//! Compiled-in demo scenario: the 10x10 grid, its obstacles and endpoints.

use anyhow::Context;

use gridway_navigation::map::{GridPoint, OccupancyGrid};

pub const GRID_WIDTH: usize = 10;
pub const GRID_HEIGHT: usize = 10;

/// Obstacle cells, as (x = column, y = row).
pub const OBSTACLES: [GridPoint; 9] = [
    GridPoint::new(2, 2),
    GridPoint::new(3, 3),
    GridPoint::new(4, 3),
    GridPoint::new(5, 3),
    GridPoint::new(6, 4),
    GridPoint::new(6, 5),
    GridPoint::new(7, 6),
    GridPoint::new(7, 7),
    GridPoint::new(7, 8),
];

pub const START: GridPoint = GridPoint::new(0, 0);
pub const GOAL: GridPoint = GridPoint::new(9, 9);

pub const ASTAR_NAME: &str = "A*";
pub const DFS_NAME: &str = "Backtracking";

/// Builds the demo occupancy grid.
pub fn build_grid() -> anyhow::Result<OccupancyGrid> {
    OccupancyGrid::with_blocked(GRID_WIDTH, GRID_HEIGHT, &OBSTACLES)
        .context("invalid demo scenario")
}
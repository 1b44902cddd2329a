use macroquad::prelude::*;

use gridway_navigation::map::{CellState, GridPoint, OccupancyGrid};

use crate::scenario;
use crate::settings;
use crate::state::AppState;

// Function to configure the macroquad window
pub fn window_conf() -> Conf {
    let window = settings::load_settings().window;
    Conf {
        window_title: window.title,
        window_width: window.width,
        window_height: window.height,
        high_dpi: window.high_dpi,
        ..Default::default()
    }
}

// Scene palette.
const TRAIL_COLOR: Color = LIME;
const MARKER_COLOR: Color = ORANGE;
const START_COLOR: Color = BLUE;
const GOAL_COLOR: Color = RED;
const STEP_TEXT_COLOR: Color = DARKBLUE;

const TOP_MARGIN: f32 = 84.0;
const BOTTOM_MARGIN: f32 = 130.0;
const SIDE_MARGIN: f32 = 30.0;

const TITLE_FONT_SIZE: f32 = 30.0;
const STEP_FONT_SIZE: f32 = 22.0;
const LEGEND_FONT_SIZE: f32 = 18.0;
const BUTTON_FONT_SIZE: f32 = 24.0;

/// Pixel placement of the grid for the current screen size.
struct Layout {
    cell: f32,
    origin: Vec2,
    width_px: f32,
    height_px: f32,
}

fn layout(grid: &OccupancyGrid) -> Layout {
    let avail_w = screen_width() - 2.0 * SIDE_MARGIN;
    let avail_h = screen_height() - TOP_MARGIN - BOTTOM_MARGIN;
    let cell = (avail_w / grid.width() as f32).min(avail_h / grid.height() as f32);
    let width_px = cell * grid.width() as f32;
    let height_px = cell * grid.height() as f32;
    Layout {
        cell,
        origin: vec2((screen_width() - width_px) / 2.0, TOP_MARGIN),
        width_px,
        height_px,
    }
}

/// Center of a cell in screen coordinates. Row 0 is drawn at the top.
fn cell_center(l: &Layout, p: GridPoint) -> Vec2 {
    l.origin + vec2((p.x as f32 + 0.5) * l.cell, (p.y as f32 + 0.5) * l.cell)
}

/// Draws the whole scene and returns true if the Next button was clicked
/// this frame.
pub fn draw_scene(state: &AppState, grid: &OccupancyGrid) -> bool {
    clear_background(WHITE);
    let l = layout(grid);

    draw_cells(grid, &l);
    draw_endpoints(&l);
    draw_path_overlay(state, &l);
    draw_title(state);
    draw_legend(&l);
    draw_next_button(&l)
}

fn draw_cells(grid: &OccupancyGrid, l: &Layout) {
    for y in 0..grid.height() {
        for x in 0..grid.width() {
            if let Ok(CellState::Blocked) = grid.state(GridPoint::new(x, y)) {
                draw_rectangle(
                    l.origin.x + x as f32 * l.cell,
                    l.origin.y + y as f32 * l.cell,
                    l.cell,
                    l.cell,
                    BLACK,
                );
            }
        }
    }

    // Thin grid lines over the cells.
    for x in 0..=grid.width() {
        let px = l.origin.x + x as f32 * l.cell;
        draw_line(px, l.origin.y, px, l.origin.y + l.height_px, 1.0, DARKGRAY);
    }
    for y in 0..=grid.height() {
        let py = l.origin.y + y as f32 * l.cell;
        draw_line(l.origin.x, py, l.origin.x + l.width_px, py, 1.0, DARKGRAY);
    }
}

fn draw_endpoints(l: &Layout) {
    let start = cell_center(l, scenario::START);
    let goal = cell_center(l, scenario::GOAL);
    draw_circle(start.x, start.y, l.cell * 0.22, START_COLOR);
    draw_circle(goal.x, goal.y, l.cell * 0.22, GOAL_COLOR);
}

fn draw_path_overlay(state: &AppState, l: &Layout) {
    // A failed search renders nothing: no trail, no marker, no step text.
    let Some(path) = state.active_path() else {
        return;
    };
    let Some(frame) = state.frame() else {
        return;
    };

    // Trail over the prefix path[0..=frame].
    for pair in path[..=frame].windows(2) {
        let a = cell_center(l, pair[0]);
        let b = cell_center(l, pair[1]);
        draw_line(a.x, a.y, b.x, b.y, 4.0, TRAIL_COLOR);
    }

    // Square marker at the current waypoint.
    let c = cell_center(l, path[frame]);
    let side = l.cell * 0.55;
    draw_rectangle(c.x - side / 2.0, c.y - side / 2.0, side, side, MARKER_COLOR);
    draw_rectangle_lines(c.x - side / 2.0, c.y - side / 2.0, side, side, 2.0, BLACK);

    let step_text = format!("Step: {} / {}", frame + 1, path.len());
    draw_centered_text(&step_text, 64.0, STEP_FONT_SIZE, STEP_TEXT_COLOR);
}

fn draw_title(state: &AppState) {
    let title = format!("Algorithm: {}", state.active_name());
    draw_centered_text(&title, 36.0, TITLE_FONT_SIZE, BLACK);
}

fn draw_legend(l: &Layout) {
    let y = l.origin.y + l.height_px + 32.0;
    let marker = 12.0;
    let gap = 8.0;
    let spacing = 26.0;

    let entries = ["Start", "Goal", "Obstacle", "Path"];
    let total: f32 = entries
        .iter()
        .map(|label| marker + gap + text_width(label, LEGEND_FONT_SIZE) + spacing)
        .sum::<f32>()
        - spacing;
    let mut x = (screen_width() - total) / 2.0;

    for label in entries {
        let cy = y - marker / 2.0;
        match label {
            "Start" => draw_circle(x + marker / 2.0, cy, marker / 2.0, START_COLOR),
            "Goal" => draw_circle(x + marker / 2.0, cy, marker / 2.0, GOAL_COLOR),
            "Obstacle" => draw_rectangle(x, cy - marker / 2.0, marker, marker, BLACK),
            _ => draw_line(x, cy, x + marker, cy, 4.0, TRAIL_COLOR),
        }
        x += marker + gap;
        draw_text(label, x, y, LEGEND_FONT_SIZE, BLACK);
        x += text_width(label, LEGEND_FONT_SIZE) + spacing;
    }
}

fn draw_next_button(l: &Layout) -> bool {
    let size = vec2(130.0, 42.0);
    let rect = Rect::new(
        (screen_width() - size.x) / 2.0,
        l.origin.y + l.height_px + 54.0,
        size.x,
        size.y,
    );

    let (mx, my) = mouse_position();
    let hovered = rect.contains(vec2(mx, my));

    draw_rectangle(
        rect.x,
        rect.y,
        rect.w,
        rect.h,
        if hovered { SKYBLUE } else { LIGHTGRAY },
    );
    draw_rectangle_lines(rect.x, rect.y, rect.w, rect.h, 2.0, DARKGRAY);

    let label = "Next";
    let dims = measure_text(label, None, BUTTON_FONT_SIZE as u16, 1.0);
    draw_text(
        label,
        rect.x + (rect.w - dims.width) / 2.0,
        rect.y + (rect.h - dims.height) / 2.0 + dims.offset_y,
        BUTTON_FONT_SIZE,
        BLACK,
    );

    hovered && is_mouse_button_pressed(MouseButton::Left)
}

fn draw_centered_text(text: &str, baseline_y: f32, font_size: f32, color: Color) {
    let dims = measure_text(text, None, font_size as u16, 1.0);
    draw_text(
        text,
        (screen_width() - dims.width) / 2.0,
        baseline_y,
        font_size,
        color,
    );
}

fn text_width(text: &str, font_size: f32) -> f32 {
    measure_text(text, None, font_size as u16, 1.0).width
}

§ §

Directions: Both end lines included, restate word for word the lines above from the line with "draw_line(a.x, a.y, b.x, b.y, 4.0, TRAIL_COLOR);" to the line with "fn draw_title(state: &AppState)", and nothing else.

Expected answer:
        draw_line(a.x, a.y, b.x, b.y, 4.0, TRAIL_COLOR);
    }

    // Square marker at the current waypoint.
    let c = cell_center(l, path[frame]);
    let side = l.cell * 0.55;
    draw_rectangle(c.x - side / 2.0, c.y - side / 2.0, side, side, MARKER_COLOR);
    draw_rectangle_lines(c.x - side / 2.0, c.y - side / 2.0, side, side, 2.0, BLACK);

    let step_text = format!("Step: {} / {}", frame + 1, path.len());
    draw_centered_text(&step_text, 64.0, STEP_FONT_SIZE, STEP_TEXT_COLOR);
}

fn draw_title(state: &AppState) {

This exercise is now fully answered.